- _TASK STATEMENT_
Copy each line below holding "still".

- _PROVIDED RECORDS_
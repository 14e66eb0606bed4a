//! SharedCell - a single contested integer behind an exclusive lock.

use std::sync::Arc;
use tokio::sync::{Mutex, OwnedMutexGuard};

/// A mutually-exclusive container holding one integer value.
///
/// The lock is not reentrant: a holder that locks the same cell again
/// blocks forever. That is the property the lock-ordering scenario is
/// built on, so nothing here tries to prevent it.
#[derive(Debug)]
pub struct SharedCell {
    /// Label used in progress reports ("cell1", "cell2")
    label: String,

    /// The contested value
    value: Arc<Mutex<i64>>,
}

/// Exclusive access to a cell's value. Dropping it unlocks the cell.
#[derive(Debug)]
pub struct CellGuard {
    guard: OwnedMutexGuard<i64>,
}

impl SharedCell {
    /// Creates a cell holding `value`.
    pub fn new(label: impl Into<String>, value: i64) -> Self {
        Self {
            label: label.into(),
            value: Arc::new(Mutex::new(value)),
        }
    }

    /// Returns the cell's label.
    pub fn label(&self) -> &str {
        &self.label
    }

    /// Blocks until the cell is free and takes it.
    pub async fn lock(&self) -> CellGuard {
        CellGuard {
            guard: Arc::clone(&self.value).lock_owned().await,
        }
    }

    /// Takes the cell only if nobody holds it.
    pub fn try_lock(&self) -> Option<CellGuard> {
        Arc::clone(&self.value)
            .try_lock_owned()
            .ok()
            .map(|guard| CellGuard { guard })
    }

    /// Returns true if some agent currently holds the cell.
    pub fn is_locked(&self) -> bool {
        self.value.try_lock().is_err()
    }
}

impl CellGuard {
    /// Reads the value.
    pub fn get(&self) -> i64 {
        *self.guard
    }

    /// Writes the value.
    pub fn set(&mut self, value: i64) {
        *self.guard = value;
    }

    /// Releases the cell.
    pub fn unlock(self) {
        drop(self);
    }
}

#[cfg(test)]
mod tests {
    use super::*;
    use crate::harness::await_with_limit;
    use std::time::Duration;

    #[tokio::test]
    async fn test_get_set_under_lock() {
        let cell = SharedCell::new("cell1", 3);
        let mut guard = cell.lock().await;
        assert_eq!(guard.get(), 3);
        guard.set(10);
        guard.unlock();

        assert!(!cell.is_locked());
        assert_eq!(cell.lock().await.get(), 10);
    }

    #[tokio::test]
    async fn test_lock_is_exclusive() {
        let cell = SharedCell::new("cell1", 0);
        let held = cell.lock().await;
        assert!(cell.is_locked());
        assert!(cell.try_lock().is_none());
        drop(held);
        assert!(cell.try_lock().is_some());
    }

    #[tokio::test(start_paused = true)]
    async fn test_relocking_same_cell_blocks_forever() {
        let cell = SharedCell::new("cell1", 0);
        let _first = cell.lock().await;

        let result = await_with_limit(Duration::from_secs(5), cell.lock()).await;
        assert!(result.unwrap_err().is_hang());
    }

    #[tokio::test]
    async fn test_concurrent_increments_are_serialized() {
        let cell = Arc::new(SharedCell::new("counter", 0));
        let tasks: Vec<_> = (0..16)
            .map(|_| {
                let cell = Arc::clone(&cell);
                tokio::spawn(async move {
                    for _ in 0..100 {
                        let mut guard = cell.lock().await;
                        let next = guard.get() + 1;
                        tokio::task::yield_now().await;
                        guard.set(next);
                    }
                })
            })
            .collect();
        for task in tasks {
            task.await.unwrap();
        }
        assert_eq!(cell.lock().await.get(), 1600);
    }
}
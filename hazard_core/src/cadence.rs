//! CadenceClock - the shared stepping signal of the negotiation scenario.
//!
//! Every agent waits on the clock before acting, which keeps all of them in
//! lock-step. A broadcast releases all current waiters at once; a waiter
//! registered before a broadcast is released by exactly that broadcast.
//!
//! Two drive modes exist:
//!
//! - **Periodic**: a ticker task broadcasts every `period`, the way a
//!   wall-clock metronome would.
//! - **Lockstep**: the broadcast fires as soon as every registered party is
//!   waiting. Rounds only advance once all agents block, so the
//!   interleaving is exact regardless of how the runtime schedules tasks.

use hazard_env::HazardContext;
use serde::{Deserialize, Serialize};
use std::sync::{Arc, Mutex, MutexGuard, PoisonError};
use std::time::Duration;
use tokio::sync::Notify;
use tokio::task::JoinHandle;
use tracing::trace;

/// How the clock decides when to broadcast.
#[derive(Debug, Clone, Copy, PartialEq, Eq, Serialize, Deserialize)]
pub enum CadenceMode {
    /// Broadcast every `period` of runtime time
    Periodic(Duration),

    /// Broadcast once every participating agent is waiting
    Lockstep,
}

impl Default for CadenceMode {
    fn default() -> Self {
        CadenceMode::Periodic(Duration::from_millis(1))
    }
}

/// Round bookkeeping, guarded by one mutex so that registering a waiter and
/// broadcasting are totally ordered.
#[derive(Debug)]
struct Round {
    /// Number of broadcasts so far
    generation: u64,

    /// Parties currently blocked in `tick()`
    waiting: usize,

    /// Parties still participating (lockstep only)
    parties: usize,
}

#[derive(Debug)]
struct Shared {
    round: Mutex<Round>,
    notify: Notify,
}

impl Shared {
    fn lock(&self) -> MutexGuard<'_, Round> {
        self.round.lock().unwrap_or_else(PoisonError::into_inner)
    }

    /// Opens the next round. Must be called with the round lock held.
    fn broadcast(&self, round: &mut Round) -> u64 {
        round.generation += 1;
        round.waiting = 0;
        self.notify.notify_waiters();
        trace!(generation = round.generation, "cadence broadcast");
        round.generation
    }
}

/// A shared, broadcast synchronization signal.
///
/// Created once per scenario run and shared by `Arc`. Dropping the last
/// handle stops the periodic ticker.
#[derive(Debug)]
pub struct CadenceClock {
    shared: Arc<Shared>,
    lockstep: bool,
    ticker: Option<JoinHandle<()>>,
}

impl CadenceClock {
    /// Creates a clock that broadcasts every `period` on the context's clock.
    pub fn periodic<C: HazardContext>(ctx: &Arc<C>, period: Duration) -> Self {
        let shared = Arc::new(Shared {
            round: Mutex::new(Round {
                generation: 0,
                waiting: 0,
                parties: 0,
            }),
            notify: Notify::new(),
        });

        let ticker_shared = Arc::clone(&shared);
        let ticker_ctx = Arc::clone(ctx);
        let ticker = ctx.spawn("cadence", async move {
            loop {
                ticker_ctx.sleep(period).await;
                {
                    let mut round = ticker_shared.lock();
                    ticker_shared.broadcast(&mut round);
                }
            }
        });

        Self {
            shared,
            lockstep: false,
            ticker: Some(ticker),
        }
    }

    /// Creates a clock that broadcasts when all `parties` are waiting.
    pub fn lockstep(parties: usize) -> Self {
        Self {
            shared: Arc::new(Shared {
                round: Mutex::new(Round {
                    generation: 0,
                    waiting: 0,
                    parties,
                }),
                notify: Notify::new(),
            }),
            lockstep: true,
            ticker: None,
        }
    }

    /// Creates a clock for `mode`; `parties` only matters in lockstep mode.
    pub fn with_mode<C: HazardContext>(ctx: &Arc<C>, mode: CadenceMode, parties: usize) -> Self {
        match mode {
            CadenceMode::Periodic(period) => Self::periodic(ctx, period),
            CadenceMode::Lockstep => Self::lockstep(parties),
        }
    }

    /// Blocks until the next broadcast and returns the round it opened.
    ///
    /// In lockstep mode the last party to arrive performs the broadcast
    /// itself and returns without waiting.
    pub async fn tick(&self) -> u64 {
        let (notified, target) = {
            let mut round = self.shared.lock();
            if self.lockstep {
                round.waiting += 1;
                if round.waiting >= round.parties {
                    return self.shared.broadcast(&mut round);
                }
            }
            // Registered under the round lock: the next broadcast cannot be missed.
            (self.shared.notify.notified(), round.generation + 1)
        };
        notified.await;
        target
    }

    /// Withdraws one party from a lockstep clock.
    ///
    /// Agents that finish early call this so the remaining agents are not
    /// held waiting for them. If everyone left is already waiting, the
    /// round is released. No-op for a periodic clock.
    pub fn leave(&self) {
        if !self.lockstep {
            return;
        }
        let mut round = self.shared.lock();
        round.parties = round.parties.saturating_sub(1);
        if round.waiting > 0 && round.waiting >= round.parties {
            self.shared.broadcast(&mut round);
        }
    }

    /// Returns the number of broadcasts so far.
    pub fn rounds(&self) -> u64 {
        self.shared.lock().generation
    }

    /// Returns the parties still participating (lockstep only).
    pub fn parties(&self) -> usize {
        self.shared.lock().parties
    }

    /// Returns true if the clock advances only when every party waits.
    pub fn is_lockstep(&self) -> bool {
        self.lockstep
    }
}

impl Drop for CadenceClock {
    fn drop(&mut self) {
        if let Some(ticker) = self.ticker.take() {
            ticker.abort();
        }
    }
}

#[cfg(test)]
mod tests {
    use super::*;
    use hazard_env::TokioContext;
    use proptest::prelude::*;

    #[tokio::test(start_paused = true)]
    async fn test_periodic_tick_releases_once_per_round() {
        let ctx = TokioContext::shared();
        let clock = CadenceClock::periodic(&ctx, Duration::from_millis(1));

        let mut last = 0;
        for _ in 0..1000 {
            let round = clock.tick().await;
            assert_eq!(round, last + 1, "missed or duplicated release");
            last = round;
        }
        assert_eq!(clock.rounds(), 1000);
    }

    #[tokio::test(start_paused = true)]
    async fn test_periodic_broadcast_wakes_all_waiters() {
        let ctx = TokioContext::shared();
        let clock = Arc::new(CadenceClock::periodic(&ctx, Duration::from_millis(5)));

        let waiters: Vec<_> = (0..4)
            .map(|_| {
                let clock = Arc::clone(&clock);
                tokio::spawn(async move { clock.tick().await })
            })
            .collect();

        let mut rounds = Vec::new();
        for waiter in waiters {
            rounds.push(waiter.await.unwrap());
        }
        assert!(rounds.iter().all(|r| *r == rounds[0]));
    }

    #[tokio::test(flavor = "multi_thread", worker_threads = 4)]
    async fn test_lockstep_thousand_rounds_no_missed_release() {
        let parties = 3;
        let clock = Arc::new(CadenceClock::lockstep(parties));

        let agents: Vec<_> = (0..parties)
            .map(|_| {
                let clock = Arc::clone(&clock);
                tokio::spawn(async move {
                    let mut seen = Vec::with_capacity(1000);
                    for _ in 0..1000 {
                        seen.push(clock.tick().await);
                    }
                    seen
                })
            })
            .collect();

        let expected: Vec<u64> = (1..=1000).collect();
        for agent in agents {
            assert_eq!(agent.await.unwrap(), expected);
        }
        assert_eq!(clock.rounds(), 1000);
    }

    #[tokio::test]
    async fn test_lockstep_single_party_never_blocks() {
        let clock = CadenceClock::lockstep(1);
        assert_eq!(clock.tick().await, 1);
        assert_eq!(clock.tick().await, 2);
    }

    #[tokio::test(start_paused = true)]
    async fn test_leave_releases_remaining_waiter() {
        let clock = Arc::new(CadenceClock::lockstep(2));
        let waiter = {
            let clock = Arc::clone(&clock);
            tokio::spawn(async move { clock.tick().await })
        };

        // Let the waiter register before the other party leaves.
        tokio::time::sleep(Duration::from_millis(1)).await;
        clock.leave();

        assert_eq!(waiter.await.unwrap(), 1);
        assert_eq!(clock.parties(), 1);
    }

    #[tokio::test(start_paused = true)]
    async fn test_dropping_clock_stops_ticker() {
        let ctx = TokioContext::shared();
        let clock = CadenceClock::periodic(&ctx, Duration::from_millis(1));
        clock.tick().await;
        assert!(!clock.is_lockstep());

        let shared = Arc::clone(&clock.shared);
        drop(clock);
        tokio::time::sleep(Duration::from_millis(10)).await;
        assert_eq!(Arc::strong_count(&shared), 1);
    }

    proptest! {
        #[test]
        fn prop_lockstep_rounds_match_ticks(parties in 1usize..6, ticks in 1u64..50) {
            let rt = tokio::runtime::Builder::new_multi_thread()
                .worker_threads(2)
                .enable_time()
                .build()
                .unwrap();
            let rounds = rt.block_on(async move {
                let clock = Arc::new(CadenceClock::lockstep(parties));
                let handles: Vec<_> = (0..parties)
                    .map(|_| {
                        let clock = Arc::clone(&clock);
                        tokio::spawn(async move {
                            let mut last = 0;
                            for _ in 0..ticks {
                                last = clock.tick().await;
                            }
                            last
                        })
                    })
                    .collect();
                let mut finals = Vec::new();
                for handle in handles {
                    finals.push(handle.await.unwrap());
                }
                finals
            });
            prop_assert!(rounds.iter().all(|r| *r == ticks));
        }
    }
}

- _ANSWER TO THIS PROBLEM_
    /// Parties still participating (lockstep only)
    /// Returns the parties still participating (lockstep only).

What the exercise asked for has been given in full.